Copy out all lines in the data below containing the string "candidates".

——

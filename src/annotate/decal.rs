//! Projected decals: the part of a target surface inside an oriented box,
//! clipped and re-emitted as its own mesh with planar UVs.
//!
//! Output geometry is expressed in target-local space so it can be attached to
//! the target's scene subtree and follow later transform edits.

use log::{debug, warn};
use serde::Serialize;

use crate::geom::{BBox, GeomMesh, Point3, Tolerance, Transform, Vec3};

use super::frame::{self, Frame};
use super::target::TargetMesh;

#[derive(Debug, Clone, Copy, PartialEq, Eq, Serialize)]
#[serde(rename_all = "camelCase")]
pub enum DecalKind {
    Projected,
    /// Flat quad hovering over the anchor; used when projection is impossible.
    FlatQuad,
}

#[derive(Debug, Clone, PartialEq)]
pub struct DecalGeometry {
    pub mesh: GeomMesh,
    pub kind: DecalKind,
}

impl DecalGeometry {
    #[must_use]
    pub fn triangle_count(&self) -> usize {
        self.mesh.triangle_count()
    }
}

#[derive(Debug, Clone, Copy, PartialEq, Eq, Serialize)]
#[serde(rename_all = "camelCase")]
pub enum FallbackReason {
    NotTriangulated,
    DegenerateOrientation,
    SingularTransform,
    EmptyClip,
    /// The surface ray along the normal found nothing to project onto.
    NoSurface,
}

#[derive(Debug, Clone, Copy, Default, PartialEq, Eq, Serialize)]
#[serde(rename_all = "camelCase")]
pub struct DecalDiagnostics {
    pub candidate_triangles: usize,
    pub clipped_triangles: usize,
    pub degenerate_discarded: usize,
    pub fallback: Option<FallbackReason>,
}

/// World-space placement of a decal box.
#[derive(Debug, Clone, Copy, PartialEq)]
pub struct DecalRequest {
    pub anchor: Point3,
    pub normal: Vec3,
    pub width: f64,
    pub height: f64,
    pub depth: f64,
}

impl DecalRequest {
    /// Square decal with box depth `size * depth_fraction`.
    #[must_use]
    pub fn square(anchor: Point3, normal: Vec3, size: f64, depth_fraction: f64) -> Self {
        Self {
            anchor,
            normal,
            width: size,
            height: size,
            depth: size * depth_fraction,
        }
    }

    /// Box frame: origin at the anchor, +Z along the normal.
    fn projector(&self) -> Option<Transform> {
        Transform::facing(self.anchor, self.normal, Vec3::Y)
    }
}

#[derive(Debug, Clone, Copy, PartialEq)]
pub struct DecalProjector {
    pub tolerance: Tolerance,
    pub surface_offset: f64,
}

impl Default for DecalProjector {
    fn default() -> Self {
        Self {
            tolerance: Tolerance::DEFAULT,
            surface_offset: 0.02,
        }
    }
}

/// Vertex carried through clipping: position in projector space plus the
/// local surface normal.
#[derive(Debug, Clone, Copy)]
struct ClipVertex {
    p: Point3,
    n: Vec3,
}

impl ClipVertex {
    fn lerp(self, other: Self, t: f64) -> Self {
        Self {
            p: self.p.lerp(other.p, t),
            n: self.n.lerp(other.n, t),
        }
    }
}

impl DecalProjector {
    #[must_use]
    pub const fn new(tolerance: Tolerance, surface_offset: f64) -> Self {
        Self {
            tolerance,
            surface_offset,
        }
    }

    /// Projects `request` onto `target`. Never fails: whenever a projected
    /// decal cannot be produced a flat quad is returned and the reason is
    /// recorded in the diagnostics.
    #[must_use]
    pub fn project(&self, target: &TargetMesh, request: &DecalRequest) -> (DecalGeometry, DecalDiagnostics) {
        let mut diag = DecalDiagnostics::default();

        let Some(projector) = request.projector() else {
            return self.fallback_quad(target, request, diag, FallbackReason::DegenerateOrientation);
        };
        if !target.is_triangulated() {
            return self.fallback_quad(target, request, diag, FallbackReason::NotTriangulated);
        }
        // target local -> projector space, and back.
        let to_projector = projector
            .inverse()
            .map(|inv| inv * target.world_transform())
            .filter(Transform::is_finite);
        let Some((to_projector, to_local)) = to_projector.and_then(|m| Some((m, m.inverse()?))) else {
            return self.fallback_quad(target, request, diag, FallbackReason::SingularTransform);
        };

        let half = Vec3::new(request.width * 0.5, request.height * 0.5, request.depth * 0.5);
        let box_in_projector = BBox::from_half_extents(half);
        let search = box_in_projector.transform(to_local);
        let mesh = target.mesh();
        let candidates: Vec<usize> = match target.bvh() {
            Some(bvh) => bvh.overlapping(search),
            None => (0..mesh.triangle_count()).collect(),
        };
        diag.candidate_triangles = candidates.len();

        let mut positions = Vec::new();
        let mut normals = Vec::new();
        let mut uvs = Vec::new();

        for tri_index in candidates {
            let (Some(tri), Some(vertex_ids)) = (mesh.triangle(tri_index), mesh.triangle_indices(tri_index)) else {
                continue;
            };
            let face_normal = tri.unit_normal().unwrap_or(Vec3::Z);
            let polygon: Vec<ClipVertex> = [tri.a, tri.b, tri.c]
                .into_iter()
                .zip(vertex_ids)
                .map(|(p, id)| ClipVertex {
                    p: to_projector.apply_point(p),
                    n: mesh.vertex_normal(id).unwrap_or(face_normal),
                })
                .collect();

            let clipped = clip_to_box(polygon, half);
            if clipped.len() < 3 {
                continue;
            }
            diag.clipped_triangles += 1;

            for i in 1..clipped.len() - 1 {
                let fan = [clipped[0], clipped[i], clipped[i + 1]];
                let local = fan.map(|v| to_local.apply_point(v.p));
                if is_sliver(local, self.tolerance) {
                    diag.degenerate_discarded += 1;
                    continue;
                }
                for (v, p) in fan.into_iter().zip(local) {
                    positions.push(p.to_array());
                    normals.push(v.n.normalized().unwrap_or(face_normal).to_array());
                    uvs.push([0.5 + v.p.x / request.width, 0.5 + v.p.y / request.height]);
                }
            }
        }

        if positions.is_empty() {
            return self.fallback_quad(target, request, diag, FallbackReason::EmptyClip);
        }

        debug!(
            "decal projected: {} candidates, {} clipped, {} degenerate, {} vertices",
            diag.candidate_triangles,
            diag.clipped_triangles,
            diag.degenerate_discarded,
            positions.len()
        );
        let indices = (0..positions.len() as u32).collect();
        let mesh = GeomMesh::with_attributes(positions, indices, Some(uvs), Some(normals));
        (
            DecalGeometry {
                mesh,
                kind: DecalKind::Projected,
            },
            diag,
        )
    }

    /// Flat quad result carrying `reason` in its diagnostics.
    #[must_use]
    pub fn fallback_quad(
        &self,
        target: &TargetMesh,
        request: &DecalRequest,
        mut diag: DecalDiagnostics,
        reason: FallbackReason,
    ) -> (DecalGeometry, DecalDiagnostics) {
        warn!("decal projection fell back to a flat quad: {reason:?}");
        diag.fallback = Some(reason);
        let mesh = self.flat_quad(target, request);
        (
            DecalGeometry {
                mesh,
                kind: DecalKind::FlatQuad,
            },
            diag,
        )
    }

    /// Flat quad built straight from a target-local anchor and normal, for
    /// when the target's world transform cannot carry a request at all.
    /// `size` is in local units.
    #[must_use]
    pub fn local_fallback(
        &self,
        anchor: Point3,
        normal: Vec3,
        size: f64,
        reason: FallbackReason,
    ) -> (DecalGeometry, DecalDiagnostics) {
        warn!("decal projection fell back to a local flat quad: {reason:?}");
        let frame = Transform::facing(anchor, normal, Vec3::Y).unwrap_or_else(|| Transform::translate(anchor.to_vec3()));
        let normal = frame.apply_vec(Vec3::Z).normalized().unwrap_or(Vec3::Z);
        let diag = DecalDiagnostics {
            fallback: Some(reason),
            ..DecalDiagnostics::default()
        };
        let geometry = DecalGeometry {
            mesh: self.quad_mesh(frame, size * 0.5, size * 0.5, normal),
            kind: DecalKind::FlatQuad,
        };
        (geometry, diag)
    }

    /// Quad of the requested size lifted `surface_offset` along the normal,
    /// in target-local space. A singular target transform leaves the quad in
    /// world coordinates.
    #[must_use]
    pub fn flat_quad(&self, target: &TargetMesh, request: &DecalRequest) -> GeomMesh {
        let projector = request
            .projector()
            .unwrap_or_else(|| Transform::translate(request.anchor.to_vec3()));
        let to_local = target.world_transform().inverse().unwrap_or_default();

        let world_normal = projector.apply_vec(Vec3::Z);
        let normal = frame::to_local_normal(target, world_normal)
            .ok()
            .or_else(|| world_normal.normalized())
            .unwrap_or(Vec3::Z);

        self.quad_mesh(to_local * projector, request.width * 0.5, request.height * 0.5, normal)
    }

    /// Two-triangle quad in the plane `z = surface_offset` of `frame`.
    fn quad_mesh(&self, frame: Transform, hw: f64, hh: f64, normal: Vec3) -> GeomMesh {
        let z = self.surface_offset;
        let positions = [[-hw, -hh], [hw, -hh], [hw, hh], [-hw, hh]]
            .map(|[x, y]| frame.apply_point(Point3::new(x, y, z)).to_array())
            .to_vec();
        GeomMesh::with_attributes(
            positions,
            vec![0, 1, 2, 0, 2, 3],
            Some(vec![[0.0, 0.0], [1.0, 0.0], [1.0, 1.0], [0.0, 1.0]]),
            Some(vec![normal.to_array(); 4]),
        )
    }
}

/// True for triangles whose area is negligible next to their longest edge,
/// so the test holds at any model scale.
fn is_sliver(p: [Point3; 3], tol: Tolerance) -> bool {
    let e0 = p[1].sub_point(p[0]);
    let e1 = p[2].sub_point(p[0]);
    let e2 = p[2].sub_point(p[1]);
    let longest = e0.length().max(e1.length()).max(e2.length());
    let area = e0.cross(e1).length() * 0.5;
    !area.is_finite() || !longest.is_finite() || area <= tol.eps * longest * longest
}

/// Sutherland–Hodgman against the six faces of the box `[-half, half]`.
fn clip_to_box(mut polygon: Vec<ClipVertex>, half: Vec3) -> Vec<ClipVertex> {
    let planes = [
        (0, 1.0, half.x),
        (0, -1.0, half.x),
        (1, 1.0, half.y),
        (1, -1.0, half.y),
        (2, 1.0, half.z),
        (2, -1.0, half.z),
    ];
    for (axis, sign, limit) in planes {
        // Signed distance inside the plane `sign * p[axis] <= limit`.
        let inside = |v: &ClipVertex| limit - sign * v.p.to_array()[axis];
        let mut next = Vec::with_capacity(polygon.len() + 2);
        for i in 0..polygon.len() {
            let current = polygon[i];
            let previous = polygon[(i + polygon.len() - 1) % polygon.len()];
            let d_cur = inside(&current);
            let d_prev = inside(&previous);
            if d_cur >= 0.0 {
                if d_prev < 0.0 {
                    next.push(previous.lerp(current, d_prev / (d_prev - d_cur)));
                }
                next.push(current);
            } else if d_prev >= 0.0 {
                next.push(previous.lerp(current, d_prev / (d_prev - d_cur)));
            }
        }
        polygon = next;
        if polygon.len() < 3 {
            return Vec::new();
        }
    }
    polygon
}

——

**Response for this exercise**.
        let candidates: Vec<usize> = match target.bvh() {
        diag.candidate_triangles = candidates.len();
        for tri_index in candidates {
            "decal projected: {} candidates, {} clipped, {} degenerate, {} vertices",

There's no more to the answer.